RECORDS SHOWN =>
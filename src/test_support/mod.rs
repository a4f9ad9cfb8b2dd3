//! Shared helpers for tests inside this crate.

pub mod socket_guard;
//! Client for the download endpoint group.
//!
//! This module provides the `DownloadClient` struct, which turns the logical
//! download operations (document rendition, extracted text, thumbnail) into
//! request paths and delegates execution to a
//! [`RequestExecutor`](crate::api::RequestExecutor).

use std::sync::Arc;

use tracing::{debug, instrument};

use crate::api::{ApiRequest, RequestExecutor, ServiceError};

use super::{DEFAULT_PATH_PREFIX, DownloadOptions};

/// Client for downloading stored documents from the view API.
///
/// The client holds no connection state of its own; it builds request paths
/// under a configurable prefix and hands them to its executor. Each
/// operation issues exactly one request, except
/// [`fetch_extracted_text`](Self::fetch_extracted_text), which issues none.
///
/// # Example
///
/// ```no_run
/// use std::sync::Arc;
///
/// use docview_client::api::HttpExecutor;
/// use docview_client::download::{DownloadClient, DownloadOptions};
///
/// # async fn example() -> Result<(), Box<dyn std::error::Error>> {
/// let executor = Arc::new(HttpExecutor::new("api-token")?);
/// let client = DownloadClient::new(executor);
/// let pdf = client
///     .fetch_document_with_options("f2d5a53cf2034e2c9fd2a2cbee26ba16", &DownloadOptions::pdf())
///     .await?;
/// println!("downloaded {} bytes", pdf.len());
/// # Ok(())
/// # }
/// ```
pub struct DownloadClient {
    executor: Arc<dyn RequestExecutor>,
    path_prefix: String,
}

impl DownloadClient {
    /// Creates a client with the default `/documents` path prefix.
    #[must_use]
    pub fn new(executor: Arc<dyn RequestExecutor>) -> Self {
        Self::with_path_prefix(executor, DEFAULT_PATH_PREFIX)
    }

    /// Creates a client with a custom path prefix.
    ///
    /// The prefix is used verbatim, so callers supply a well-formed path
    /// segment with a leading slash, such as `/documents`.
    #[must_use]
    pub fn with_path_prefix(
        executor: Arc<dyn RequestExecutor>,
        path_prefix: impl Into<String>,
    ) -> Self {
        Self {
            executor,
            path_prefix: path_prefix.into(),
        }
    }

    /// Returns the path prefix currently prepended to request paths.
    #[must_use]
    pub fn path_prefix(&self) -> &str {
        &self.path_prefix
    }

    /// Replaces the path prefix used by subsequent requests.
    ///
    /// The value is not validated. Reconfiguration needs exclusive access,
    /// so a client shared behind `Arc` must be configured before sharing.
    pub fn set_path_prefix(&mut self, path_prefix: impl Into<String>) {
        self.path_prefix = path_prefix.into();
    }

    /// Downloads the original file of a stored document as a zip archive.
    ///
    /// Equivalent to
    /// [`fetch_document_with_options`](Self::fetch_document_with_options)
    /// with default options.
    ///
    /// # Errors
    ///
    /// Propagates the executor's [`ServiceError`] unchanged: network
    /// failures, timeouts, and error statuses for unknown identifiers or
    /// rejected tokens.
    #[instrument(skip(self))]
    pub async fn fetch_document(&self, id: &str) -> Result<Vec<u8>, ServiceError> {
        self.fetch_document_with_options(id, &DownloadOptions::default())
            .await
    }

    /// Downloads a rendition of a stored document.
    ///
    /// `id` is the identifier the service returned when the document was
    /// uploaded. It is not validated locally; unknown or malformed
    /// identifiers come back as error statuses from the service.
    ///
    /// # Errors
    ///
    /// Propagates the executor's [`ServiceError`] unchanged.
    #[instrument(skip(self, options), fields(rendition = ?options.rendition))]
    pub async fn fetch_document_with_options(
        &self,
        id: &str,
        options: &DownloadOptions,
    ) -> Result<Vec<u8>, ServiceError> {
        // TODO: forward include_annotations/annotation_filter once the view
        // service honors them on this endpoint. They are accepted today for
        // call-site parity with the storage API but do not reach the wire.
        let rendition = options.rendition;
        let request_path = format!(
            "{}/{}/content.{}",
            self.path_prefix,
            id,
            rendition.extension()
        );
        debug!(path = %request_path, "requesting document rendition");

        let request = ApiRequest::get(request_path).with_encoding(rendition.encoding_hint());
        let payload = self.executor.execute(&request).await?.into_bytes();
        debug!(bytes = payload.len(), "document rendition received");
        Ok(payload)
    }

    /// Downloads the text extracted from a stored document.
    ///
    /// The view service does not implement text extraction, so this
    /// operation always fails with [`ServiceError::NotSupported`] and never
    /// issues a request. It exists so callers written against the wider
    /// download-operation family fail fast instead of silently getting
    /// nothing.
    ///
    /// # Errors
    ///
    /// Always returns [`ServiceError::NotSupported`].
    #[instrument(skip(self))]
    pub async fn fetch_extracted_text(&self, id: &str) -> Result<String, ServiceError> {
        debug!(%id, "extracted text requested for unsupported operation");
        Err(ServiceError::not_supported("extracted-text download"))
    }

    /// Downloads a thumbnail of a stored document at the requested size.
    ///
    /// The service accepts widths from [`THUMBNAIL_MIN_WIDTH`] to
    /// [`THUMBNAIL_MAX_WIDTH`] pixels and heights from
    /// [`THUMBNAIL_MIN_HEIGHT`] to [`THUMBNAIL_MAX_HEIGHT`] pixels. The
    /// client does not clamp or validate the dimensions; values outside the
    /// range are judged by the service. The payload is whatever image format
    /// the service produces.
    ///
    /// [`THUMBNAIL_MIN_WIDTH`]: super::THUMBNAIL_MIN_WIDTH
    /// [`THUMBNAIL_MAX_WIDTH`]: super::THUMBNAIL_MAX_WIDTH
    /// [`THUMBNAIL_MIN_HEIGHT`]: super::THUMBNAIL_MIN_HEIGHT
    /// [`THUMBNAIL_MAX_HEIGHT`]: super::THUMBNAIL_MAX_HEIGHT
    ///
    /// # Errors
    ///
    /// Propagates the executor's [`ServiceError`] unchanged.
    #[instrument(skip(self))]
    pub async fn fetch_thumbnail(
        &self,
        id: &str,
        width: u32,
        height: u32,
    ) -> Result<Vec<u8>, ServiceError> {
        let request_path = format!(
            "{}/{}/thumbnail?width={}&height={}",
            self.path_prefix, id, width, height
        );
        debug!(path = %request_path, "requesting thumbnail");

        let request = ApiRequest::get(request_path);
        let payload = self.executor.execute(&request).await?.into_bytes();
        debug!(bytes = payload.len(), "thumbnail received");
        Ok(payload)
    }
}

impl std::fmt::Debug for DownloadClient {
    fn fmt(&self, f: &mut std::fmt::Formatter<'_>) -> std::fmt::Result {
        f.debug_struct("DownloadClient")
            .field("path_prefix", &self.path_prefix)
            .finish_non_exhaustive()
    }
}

...

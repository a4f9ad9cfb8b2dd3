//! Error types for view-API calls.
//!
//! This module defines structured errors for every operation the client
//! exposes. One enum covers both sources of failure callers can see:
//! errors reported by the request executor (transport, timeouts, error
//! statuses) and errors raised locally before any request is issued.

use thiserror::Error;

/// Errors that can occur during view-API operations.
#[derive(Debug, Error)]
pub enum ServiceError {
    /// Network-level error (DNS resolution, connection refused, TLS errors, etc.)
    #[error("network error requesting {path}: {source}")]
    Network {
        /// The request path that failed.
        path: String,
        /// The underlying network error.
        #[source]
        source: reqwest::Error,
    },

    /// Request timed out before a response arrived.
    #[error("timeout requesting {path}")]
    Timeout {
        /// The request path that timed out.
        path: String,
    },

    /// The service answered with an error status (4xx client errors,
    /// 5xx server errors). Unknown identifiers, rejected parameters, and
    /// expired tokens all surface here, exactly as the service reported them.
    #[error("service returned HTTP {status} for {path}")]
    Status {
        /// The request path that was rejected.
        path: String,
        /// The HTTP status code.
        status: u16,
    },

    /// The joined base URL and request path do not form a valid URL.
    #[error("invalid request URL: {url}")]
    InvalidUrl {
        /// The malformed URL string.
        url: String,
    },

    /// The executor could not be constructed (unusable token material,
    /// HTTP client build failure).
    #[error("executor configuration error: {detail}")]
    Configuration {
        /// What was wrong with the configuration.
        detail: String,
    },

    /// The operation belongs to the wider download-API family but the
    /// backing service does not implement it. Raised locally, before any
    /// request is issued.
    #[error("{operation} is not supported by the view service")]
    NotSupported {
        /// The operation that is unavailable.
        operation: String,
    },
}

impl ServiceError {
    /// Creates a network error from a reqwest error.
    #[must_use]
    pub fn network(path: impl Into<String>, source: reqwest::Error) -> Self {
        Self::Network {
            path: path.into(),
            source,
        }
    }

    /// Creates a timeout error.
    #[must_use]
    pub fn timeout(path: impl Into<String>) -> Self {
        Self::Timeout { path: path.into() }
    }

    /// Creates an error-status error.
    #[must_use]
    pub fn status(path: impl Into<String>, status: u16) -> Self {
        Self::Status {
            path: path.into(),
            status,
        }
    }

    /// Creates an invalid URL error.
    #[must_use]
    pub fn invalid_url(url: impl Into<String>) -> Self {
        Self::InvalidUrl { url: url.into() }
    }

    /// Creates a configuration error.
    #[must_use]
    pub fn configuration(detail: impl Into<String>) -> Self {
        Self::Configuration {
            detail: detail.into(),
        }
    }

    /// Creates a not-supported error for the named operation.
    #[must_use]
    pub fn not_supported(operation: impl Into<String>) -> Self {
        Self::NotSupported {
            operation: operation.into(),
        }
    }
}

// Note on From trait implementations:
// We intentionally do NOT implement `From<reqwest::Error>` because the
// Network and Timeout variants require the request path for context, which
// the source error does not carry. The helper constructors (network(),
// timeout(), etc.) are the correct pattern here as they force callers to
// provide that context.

---

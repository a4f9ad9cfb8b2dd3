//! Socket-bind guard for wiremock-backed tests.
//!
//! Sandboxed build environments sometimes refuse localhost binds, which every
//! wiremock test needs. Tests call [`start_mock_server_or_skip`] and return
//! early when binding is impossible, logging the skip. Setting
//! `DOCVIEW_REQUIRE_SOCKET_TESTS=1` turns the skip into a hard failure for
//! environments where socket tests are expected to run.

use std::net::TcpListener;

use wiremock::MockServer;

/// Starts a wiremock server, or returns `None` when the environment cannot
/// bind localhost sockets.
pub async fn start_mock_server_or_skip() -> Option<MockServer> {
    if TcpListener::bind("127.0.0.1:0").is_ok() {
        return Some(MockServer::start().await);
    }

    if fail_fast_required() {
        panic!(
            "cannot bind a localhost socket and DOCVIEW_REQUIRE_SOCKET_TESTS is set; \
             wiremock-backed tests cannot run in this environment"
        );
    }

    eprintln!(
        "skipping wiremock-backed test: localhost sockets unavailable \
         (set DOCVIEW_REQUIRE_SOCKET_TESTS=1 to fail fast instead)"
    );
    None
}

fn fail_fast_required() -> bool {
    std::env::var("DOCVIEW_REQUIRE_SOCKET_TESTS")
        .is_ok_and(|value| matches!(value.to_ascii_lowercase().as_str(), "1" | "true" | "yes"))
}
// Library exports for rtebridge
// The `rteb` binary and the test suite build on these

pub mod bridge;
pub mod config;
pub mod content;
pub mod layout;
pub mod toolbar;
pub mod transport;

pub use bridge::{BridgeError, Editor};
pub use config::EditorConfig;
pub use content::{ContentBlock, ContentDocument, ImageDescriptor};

DESCRIPTION OF THE TASK => This exercise needs every line of the listing that contains the word "unavailable".

EXERCISE ANSWER =>
        /// The operation that is unavailable.
        "skipping wiremock-backed test: localhost sockets unavailable \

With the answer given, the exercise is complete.